• WORK REQUIRED:
Wherever the string "lines" turns up in the data, copy the whole line.

• INFORMATION PROVIDED:
· · · · · · ·

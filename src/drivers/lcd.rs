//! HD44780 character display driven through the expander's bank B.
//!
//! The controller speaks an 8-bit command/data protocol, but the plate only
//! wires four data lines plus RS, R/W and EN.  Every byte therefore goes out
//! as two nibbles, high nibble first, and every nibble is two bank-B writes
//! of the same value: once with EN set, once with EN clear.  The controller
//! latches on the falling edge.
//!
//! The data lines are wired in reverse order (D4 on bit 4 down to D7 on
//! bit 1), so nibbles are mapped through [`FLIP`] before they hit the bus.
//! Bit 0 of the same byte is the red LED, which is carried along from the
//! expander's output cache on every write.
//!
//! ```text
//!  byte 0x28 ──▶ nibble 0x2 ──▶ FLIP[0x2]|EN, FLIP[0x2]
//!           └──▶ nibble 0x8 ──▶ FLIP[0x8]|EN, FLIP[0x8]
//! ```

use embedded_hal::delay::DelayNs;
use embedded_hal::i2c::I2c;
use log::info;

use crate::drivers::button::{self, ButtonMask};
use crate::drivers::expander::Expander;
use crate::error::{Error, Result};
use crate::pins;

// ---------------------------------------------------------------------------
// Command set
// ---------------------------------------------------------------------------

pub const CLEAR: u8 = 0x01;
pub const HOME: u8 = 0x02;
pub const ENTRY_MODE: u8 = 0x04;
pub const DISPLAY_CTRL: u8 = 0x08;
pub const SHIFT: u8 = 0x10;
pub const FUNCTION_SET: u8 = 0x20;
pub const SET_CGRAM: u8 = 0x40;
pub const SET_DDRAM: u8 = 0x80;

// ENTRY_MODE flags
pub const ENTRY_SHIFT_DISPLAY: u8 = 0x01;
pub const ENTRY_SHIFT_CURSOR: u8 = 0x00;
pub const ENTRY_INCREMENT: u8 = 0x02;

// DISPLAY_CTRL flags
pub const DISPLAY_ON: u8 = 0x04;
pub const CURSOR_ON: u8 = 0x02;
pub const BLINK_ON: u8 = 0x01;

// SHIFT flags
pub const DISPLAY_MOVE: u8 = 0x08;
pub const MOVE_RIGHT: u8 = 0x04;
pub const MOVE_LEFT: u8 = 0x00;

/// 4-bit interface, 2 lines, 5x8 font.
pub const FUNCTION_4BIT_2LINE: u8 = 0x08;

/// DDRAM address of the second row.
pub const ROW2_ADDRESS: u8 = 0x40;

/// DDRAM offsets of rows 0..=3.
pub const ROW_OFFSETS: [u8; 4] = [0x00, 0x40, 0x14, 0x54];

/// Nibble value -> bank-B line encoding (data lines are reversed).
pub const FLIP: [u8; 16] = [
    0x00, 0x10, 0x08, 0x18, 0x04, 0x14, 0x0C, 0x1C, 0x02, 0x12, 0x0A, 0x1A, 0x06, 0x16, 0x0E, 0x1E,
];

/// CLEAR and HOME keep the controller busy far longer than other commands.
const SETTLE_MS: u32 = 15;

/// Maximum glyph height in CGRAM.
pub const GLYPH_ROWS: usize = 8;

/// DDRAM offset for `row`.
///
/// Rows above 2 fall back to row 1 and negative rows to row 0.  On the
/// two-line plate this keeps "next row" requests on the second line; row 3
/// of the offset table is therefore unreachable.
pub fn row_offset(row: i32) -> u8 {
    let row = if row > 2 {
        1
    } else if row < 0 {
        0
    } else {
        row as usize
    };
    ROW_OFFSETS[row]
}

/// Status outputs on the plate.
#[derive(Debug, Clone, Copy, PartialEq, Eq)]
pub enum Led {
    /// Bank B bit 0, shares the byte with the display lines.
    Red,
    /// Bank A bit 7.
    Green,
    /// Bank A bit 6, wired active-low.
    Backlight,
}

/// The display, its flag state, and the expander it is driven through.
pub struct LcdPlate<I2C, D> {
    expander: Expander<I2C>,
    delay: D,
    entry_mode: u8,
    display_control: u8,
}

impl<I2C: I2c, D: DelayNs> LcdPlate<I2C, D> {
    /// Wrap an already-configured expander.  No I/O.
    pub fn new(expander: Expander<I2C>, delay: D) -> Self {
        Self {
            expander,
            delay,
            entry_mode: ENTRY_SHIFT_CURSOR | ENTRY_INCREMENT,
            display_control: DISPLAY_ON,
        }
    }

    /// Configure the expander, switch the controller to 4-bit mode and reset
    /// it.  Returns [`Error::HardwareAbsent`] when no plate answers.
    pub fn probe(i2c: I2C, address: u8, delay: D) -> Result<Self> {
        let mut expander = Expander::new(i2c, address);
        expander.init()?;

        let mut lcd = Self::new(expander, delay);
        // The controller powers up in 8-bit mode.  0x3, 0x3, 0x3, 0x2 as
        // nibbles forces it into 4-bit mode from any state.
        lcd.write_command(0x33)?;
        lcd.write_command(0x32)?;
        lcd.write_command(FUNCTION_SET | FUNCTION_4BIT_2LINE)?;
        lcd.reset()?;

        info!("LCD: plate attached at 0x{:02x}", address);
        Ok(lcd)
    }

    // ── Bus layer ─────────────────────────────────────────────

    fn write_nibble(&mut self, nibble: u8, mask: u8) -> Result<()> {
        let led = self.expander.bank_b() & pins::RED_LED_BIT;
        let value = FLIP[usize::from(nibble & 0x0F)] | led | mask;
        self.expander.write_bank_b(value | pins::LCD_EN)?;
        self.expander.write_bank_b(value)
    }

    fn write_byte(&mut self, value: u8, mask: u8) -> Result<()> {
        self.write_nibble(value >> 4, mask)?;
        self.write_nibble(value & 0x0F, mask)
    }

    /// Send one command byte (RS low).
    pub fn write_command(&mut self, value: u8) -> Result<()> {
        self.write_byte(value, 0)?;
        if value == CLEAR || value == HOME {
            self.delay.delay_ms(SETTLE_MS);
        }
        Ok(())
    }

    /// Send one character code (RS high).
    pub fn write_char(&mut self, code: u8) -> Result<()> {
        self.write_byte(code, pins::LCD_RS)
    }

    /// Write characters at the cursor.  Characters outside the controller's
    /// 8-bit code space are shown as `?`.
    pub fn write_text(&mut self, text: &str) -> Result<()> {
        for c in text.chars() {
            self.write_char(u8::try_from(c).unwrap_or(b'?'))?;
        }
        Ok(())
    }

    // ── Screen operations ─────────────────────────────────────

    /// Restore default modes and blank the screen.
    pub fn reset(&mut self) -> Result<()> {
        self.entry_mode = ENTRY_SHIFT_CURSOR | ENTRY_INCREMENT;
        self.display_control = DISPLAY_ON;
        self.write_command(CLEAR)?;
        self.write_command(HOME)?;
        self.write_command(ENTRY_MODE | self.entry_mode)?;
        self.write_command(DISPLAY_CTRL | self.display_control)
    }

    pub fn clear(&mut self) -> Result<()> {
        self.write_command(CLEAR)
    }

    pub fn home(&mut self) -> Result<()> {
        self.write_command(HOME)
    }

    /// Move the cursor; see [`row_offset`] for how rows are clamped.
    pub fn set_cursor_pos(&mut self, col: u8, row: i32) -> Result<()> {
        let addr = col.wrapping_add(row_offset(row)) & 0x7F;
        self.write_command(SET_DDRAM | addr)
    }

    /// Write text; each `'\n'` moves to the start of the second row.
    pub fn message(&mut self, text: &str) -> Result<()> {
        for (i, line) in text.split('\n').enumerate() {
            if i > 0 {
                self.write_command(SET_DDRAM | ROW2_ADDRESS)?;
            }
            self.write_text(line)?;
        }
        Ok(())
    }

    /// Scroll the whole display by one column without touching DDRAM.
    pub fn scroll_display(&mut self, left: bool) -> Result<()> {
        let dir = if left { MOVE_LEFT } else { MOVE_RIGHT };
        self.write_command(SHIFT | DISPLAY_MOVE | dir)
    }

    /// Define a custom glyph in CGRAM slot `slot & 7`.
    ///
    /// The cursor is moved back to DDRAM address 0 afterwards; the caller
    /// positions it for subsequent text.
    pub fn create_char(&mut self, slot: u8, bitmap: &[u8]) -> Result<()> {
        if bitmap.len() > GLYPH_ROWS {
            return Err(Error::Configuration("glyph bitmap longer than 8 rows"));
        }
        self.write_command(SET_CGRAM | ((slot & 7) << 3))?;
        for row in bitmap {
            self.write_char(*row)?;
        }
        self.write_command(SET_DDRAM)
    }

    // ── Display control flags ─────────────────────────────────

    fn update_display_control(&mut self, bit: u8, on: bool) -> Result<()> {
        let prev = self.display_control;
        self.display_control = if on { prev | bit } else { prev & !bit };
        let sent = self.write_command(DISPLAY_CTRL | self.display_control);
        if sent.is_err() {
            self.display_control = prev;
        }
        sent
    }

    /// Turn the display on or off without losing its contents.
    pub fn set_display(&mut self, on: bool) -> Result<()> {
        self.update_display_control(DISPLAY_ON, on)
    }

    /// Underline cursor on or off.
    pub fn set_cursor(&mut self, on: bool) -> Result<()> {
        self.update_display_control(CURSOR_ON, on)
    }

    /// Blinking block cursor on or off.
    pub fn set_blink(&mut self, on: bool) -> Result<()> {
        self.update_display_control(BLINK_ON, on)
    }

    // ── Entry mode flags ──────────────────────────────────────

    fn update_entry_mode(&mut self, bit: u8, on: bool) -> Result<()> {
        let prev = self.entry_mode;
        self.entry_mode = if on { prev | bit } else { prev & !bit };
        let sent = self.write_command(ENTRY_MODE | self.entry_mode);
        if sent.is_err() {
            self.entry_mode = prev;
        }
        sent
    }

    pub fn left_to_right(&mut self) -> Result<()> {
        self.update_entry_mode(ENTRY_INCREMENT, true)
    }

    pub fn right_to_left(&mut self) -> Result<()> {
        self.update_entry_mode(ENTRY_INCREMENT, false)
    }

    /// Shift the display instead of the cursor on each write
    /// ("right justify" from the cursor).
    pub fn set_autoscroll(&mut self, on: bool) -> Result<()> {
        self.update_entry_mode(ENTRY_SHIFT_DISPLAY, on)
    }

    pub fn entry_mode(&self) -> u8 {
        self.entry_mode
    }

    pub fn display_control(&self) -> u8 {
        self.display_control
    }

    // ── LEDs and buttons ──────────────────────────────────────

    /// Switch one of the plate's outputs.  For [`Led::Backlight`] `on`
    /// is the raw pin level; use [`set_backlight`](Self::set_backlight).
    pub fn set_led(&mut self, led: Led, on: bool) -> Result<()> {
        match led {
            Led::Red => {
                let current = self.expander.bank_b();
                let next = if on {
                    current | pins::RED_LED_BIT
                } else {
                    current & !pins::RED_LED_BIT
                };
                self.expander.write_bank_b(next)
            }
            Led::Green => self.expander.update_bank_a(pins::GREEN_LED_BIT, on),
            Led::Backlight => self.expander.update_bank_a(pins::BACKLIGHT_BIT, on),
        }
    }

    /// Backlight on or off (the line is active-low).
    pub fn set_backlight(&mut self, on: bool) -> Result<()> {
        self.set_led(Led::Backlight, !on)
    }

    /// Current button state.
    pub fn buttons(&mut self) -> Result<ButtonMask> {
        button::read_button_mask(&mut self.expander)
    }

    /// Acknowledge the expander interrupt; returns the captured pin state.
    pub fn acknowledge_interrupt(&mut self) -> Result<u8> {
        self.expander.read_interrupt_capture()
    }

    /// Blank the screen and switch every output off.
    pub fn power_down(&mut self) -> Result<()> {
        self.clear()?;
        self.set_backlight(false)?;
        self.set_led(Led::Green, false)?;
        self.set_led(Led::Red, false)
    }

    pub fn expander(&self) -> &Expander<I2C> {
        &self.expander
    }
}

· · · · · · ·

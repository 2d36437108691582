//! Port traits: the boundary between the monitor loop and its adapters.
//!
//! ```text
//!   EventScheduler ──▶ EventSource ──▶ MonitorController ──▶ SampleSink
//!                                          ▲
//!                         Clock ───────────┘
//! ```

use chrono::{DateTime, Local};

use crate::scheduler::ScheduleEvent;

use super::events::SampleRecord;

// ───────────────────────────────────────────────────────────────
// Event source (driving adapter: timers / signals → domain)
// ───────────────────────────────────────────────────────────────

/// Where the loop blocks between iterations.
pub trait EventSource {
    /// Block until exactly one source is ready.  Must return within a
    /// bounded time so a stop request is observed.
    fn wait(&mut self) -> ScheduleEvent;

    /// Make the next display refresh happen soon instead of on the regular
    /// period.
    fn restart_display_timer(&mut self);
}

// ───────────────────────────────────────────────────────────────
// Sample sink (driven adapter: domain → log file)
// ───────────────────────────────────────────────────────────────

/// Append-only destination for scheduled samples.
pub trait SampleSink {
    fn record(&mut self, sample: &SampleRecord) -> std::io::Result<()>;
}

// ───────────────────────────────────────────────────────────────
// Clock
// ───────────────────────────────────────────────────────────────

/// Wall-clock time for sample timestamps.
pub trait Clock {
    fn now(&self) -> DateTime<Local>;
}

· · · · · · ·

• RESPONSE BOX:
//! wires four data lines plus RS, R/W and EN.  Every byte therefore goes out
//! The data lines are wired in reverse order (D4 on bit 4 down to D7 on
/// 4-bit interface, 2 lines, 5x8 font.
/// Nibble value -> bank-B line encoding (data lines are reversed).
    /// Bank B bit 0, shares the byte with the display lines.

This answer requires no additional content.